Entries supplied Start Marker
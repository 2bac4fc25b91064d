use crate::error::Result;
use async_trait::async_trait;
use k8s_openapi::api::core::v1::Pod;
use speakerfix_core::PodKey;
use std::sync::Arc;

/// Trait for the cluster operations the controller performs
///
/// Abstracts the Kubernetes API so the reconcile loop can be exercised against
/// `MockCluster` in tests. Implementations issue one request per call and do
/// not retry.
#[async_trait]
pub trait ClusterClient: Send + Sync {
    /// List pods in `namespace` matching a label selector and a field selector
    async fn list_pods(
        &self,
        namespace: &str,
        label_selector: &str,
        field_selector: &str,
    ) -> Result<Vec<Pod>>;

    /// Delete exactly the pod `namespace/name`, optionally guarded by its uid
    async fn delete_pod(&self, namespace: &str, name: &str, uid: Option<&str>) -> Result<()>;
}

/// Read access to the locally cached pod state
pub trait PodCache: Send + Sync {
    /// Latest observed state of the pod, or `None` if never seen or deleted
    fn get(&self, key: &PodKey) -> Option<Arc<Pod>>;
}

/// Receives pod add/update notifications from the watch
pub trait PodEventHandler: Send + Sync {
    fn on_add(&self, pod: &Pod);

    fn on_update(&self, pod: &Pod);
}
use crate::error::Result;
use crate::queue::WorkQueue;
use crate::traits::{PodCache, PodEventHandler};
use futures_util::StreamExt;
use k8s_openapi::api::core::v1::Pod;
use kube::runtime::reflector::{self, ObjectRef, Store};
use kube::runtime::{watcher, WatchStreamExt};
use kube::{Api, Client};
use speakerfix_core::{PodKey, PodScope};
use std::collections::HashSet;
use std::sync::Arc;
use tokio_util::sync::CancellationToken;
use tracing::{debug, info, warn};

impl PodCache for Store<Pod> {
    fn get(&self, key: &PodKey) -> Option<Arc<Pod>> {
        let mut obj_ref = ObjectRef::new(&key.name);
        if !key.namespace.is_empty() {
            obj_ref = obj_ref.within(&key.namespace);
        }
        Store::get(self, &obj_ref)
    }
}

/// Event handler that turns every add/update into a queued reconcile key
pub struct EnqueueHandler {
    queue: WorkQueue<PodKey>,
}

impl EnqueueHandler {
    pub fn new(queue: WorkQueue<PodKey>) -> Self {
        Self { queue }
    }

    fn enqueue(&self, pod: &Pod) {
        match PodKey::from_pod(pod) {
            Ok(key) => self.queue.add(key),
            Err(e) => warn!("Dropping pod event without a usable key: {}", e),
        }
    }
}

impl PodEventHandler for EnqueueHandler {
    fn on_add(&self, pod: &Pod) {
        self.enqueue(pod);
    }

    fn on_update(&self, pod: &Pod) {
        self.enqueue(pod);
    }
}

/// Translates raw watcher events into add/update callbacks
///
/// A key seen for the first time is an add, a known key is an update. The
/// reflector only publishes (re-)listed objects to its store at `InitDone`,
/// so those are held back and announced after the swap. The re-list then
/// replaces the known set, so objects that vanished while the watch was down
/// are forgotten.
#[derive(Debug, Default)]
pub struct EventDispatcher {
    known: HashSet<PodKey>,
    relisted: Vec<(PodKey, Pod)>,
}

impl EventDispatcher {
    pub fn new() -> Self {
        Self::default()
    }

    pub fn dispatch(&mut self, event: &watcher::Event<Pod>, handler: &dyn PodEventHandler) {
        match event {
            watcher::Event::Init => {
                debug!("Pod watch (re)list started");
                self.relisted.clear();
            }
            watcher::Event::InitApply(pod) => {
                if let Some(key) = key_of(pod) {
                    self.relisted.push((key, pod.clone()));
                }
            }
            watcher::Event::InitDone => {
                debug!("Pod watch list complete ({} pods)", self.relisted.len());
                let previous = std::mem::take(&mut self.known);
                for (key, pod) in std::mem::take(&mut self.relisted) {
                    if previous.contains(&key) {
                        handler.on_update(&pod);
                    } else {
                        handler.on_add(&pod);
                    }
                    self.known.insert(key);
                }
            }
            watcher::Event::Apply(pod) => {
                if let Some(key) = key_of(pod) {
                    if self.known.insert(key) {
                        handler.on_add(pod);
                    } else {
                        handler.on_update(pod);
                    }
                }
            }
            watcher::Event::Delete(pod) => {
                if let Some(key) = key_of(pod) {
                    debug!("Pod {} deleted", key);
                    self.known.remove(&key);
                    self.relisted.retain(|(k, _)| k != &key);
                }
            }
        }
    }

    pub fn is_known(&self, key: &PodKey) -> bool {
        self.known.contains(key)
    }
}

fn key_of(pod: &Pod) -> Option<PodKey> {
    match PodKey::from_pod(pod) {
        Ok(key) => Some(key),
        Err(e) => {
            warn!("Ignoring pod event: {}", e);
            None
        }
    }
}

/// Configuration for the pod watch
#[derive(Debug, Clone)]
pub struct PodWatcherConfig {
    /// Namespace to watch
    pub namespace: String,
    /// Workload scope; a name scope narrows the watch itself
    pub scope: PodScope,
}

impl PodWatcherConfig {
    fn watcher_config(&self) -> watcher::Config {
        let config = watcher::Config::default();
        match self.scope.field_selector() {
            Some(fields) => config.fields(&fields),
            None => config,
        }
    }
}

/// Keeps a reflector store of pods in sync and feeds changes to a handler
pub struct PodWatcher {
    api: Api<Pod>,
    config: PodWatcherConfig,
    store: Store<Pod>,
    writer: reflector::store::Writer<Pod>,
}

impl PodWatcher {
    pub fn new(client: Client, config: PodWatcherConfig) -> Self {
        let api = Api::namespaced(client, &config.namespace);
        let (store, writer) = reflector::store();
        Self {
            api,
            config,
            store,
            writer,
        }
    }

    /// Read handle onto the cache this watcher maintains
    pub fn store(&self) -> Store<Pod> {
        self.store.clone()
    }

    /// Drive the watch until cancelled
    ///
    /// The handler only fires once the store holds the event's object, so a
    /// reconcile triggered by an event always sees at least that state.
    pub async fn run(
        self,
        handler: Arc<dyn PodEventHandler>,
        token: CancellationToken,
    ) -> Result<()> {
        info!(
            "Starting pod watch in namespace '{}' ({})",
            self.config.namespace, self.config.scope
        );

        let stream = reflector::reflector(
            self.writer,
            watcher(self.api, self.config.watcher_config()).default_backoff(),
        );
        let mut stream = std::pin::pin!(stream);
        let mut dispatcher = EventDispatcher::new();

        loop {
            tokio::select! {
                _ = token.cancelled() => {
                    info!("Pod watch shutting down");
                    return Ok(());
                }
                next = stream.next() => match next {
                    Some(Ok(event)) => dispatcher.dispatch(&event, handler.as_ref()),
                    Some(Err(e)) => {
                        // The watcher re-lists after backoff on its own
                        warn!("Pod watch error: {}", e);
                    }
                    None => {
                        warn!("Pod watch stream ended");
                        return Ok(());
                    }
                }
            }
        }
    }
}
Entries supplied End Marker
▶ [Requirement] All records shown above are to be output exactly.

▶ [Answer for this exercise]
repository 2bac4fc25b91064d
use crate::error::Result;
use async_trait::async_trait;
use k8s_openapi::api::core::v1::Pod;
use speakerfix_core::PodKey;
use std::sync::Arc;

/// Trait for the cluster operations the controller performs
///
/// Abstracts the Kubernetes API so the reconcile loop can be exercised against
/// `MockCluster` in tests. Implementations issue one request per call and do
/// not retry.
#[async_trait]
pub trait ClusterClient: Send + Sync {
    /// List pods in `namespace` matching a label selector and a field selector
    async fn list_pods(
        &self,
        namespace: &str,
        label_selector: &str,
        field_selector: &str,
    ) -> Result<Vec<Pod>>;

    /// Delete exactly the pod `namespace/name`, optionally guarded by its uid
    async fn delete_pod(&self, namespace: &str, name: &str, uid: Option<&str>) -> Result<()>;
}

/// Read access to the locally cached pod state
pub trait PodCache: Send + Sync {
    /// Latest observed state of the pod, or `None` if never seen or deleted
    fn get(&self, key: &PodKey) -> Option<Arc<Pod>>;
}

/// Receives pod add/update notifications from the watch
pub trait PodEventHandler: Send + Sync {
    fn on_add(&self, pod: &Pod);

    fn on_update(&self, pod: &Pod);
}
use crate::error::Result;
use crate::queue::WorkQueue;
use crate::traits::{PodCache, PodEventHandler};
use futures_util::StreamExt;
use k8s_openapi::api::core::v1::Pod;
use kube::runtime::reflector::{self, ObjectRef, Store};
use kube::runtime::{watcher, WatchStreamExt};
use kube::{Api, Client};
use speakerfix_core::{PodKey, PodScope};
use std::collections::HashSet;
use std::sync::Arc;
use tokio_util::sync::CancellationToken;
use tracing::{debug, info, warn};

impl PodCache for Store<Pod> {
    fn get(&self, key: &PodKey) -> Option<Arc<Pod>> {
        let mut obj_ref = ObjectRef::new(&key.name);
        if !key.namespace.is_empty() {
            obj_ref = obj_ref.within(&key.namespace);
        }
        Store::get(self, &obj_ref)
    }
}

/// Event handler that turns every add/update into a queued reconcile key
pub struct EnqueueHandler {
    queue: WorkQueue<PodKey>,
}

impl EnqueueHandler {
    pub fn new(queue: WorkQueue<PodKey>) -> Self {
        Self { queue }
    }

    fn enqueue(&self, pod: &Pod) {
        match PodKey::from_pod(pod) {
            Ok(key) => self.queue.add(key),
            Err(e) => warn!("Dropping pod event without a usable key: {}", e),
        }
    }
}

impl PodEventHandler for EnqueueHandler {
    fn on_add(&self, pod: &Pod) {
        self.enqueue(pod);
    }

    fn on_update(&self, pod: &Pod) {
        self.enqueue(pod);
    }
}

/// Translates raw watcher events into add/update callbacks
///
/// A key seen for the first time is an add, a known key is an update. The
/// reflector only publishes (re-)listed objects to its store at `InitDone`,
/// so those are held back and announced after the swap. The re-list then
/// replaces the known set, so objects that vanished while the watch was down
/// are forgotten.
#[derive(Debug, Default)]
pub struct EventDispatcher {
    known: HashSet<PodKey>,
    relisted: Vec<(PodKey, Pod)>,
}

impl EventDispatcher {
    pub fn new() -> Self {
        Self::default()
    }

    pub fn dispatch(&mut self, event: &watcher::Event<Pod>, handler: &dyn PodEventHandler) {
        match event {
            watcher::Event::Init => {
                debug!("Pod watch (re)list started");
                self.relisted.clear();
            }
            watcher::Event::InitApply(pod) => {
                if let Some(key) = key_of(pod) {
                    self.relisted.push((key, pod.clone()));
                }
            }
            watcher::Event::InitDone => {
                debug!("Pod watch list complete ({} pods)", self.relisted.len());
                let previous = std::mem::take(&mut self.known);
                for (key, pod) in std::mem::take(&mut self.relisted) {
                    if previous.contains(&key) {
                        handler.on_update(&pod);
                    } else {
                        handler.on_add(&pod);
                    }
                    self.known.insert(key);
                }
            }
            watcher::Event::Apply(pod) => {
                if let Some(key) = key_of(pod) {
                    if self.known.insert(key) {
                        handler.on_add(pod);
                    } else {
                        handler.on_update(pod);
                    }
                }
            }
            watcher::Event::Delete(pod) => {
                if let Some(key) = key_of(pod) {
                    debug!("Pod {} deleted", key);
                    self.known.remove(&key);
                    self.relisted.retain(|(k, _)| k != &key);
                }
            }
        }
    }

    pub fn is_known(&self, key: &PodKey) -> bool {
        self.known.contains(key)
    }
}

fn key_of(pod: &Pod) -> Option<PodKey> {
    match PodKey::from_pod(pod) {
        Ok(key) => Some(key),
        Err(e) => {
            warn!("Ignoring pod event: {}", e);
            None
        }
    }
}

/// Configuration for the pod watch
#[derive(Debug, Clone)]
pub struct PodWatcherConfig {
    /// Namespace to watch
    pub namespace: String,
    /// Workload scope; a name scope narrows the watch itself
    pub scope: PodScope,
}

impl PodWatcherConfig {
    fn watcher_config(&self) -> watcher::Config {
        let config = watcher::Config::default();
        match self.scope.field_selector() {
            Some(fields) => config.fields(&fields),
            None => config,
        }
    }
}

/// Keeps a reflector store of pods in sync and feeds changes to a handler
pub struct PodWatcher {
    api: Api<Pod>,
    config: PodWatcherConfig,
    store: Store<Pod>,
    writer: reflector::store::Writer<Pod>,
}

impl PodWatcher {
    pub fn new(client: Client, config: PodWatcherConfig) -> Self {
        let api = Api::namespaced(client, &config.namespace);
        let (store, writer) = reflector::store();
        Self {
            api,
            config,
            store,
            writer,
        }
    }

    /// Read handle onto the cache this watcher maintains
    pub fn store(&self) -> Store<Pod> {
        self.store.clone()
    }

    /// Drive the watch until cancelled
    ///
    /// The handler only fires once the store holds the event's object, so a
    /// reconcile triggered by an event always sees at least that state.
    pub async fn run(
        self,
        handler: Arc<dyn PodEventHandler>,
        token: CancellationToken,
    ) -> Result<()> {
        info!(
            "Starting pod watch in namespace '{}' ({})",
            self.config.namespace, self.config.scope
        );

        let stream = reflector::reflector(
            self.writer,
            watcher(self.api, self.config.watcher_config()).default_backoff(),
        );
        let mut stream = std::pin::pin!(stream);
        let mut dispatcher = EventDispatcher::new();

        loop {
            tokio::select! {
                _ = token.cancelled() => {
                    info!("Pod watch shutting down");
                    return Ok(());
                }
                next = stream.next() => match next {
                    Some(Ok(event)) => dispatcher.dispatch(&event, handler.as_ref()),
                    Some(Err(e)) => {
                        // The watcher re-lists after backoff on its own
                        warn!("Pod watch error: {}", e);
                    }
                    None => {
                        warn!("Pod watch stream ended");
                        return Ok(());
                    }
                }
            }
        }
    }
}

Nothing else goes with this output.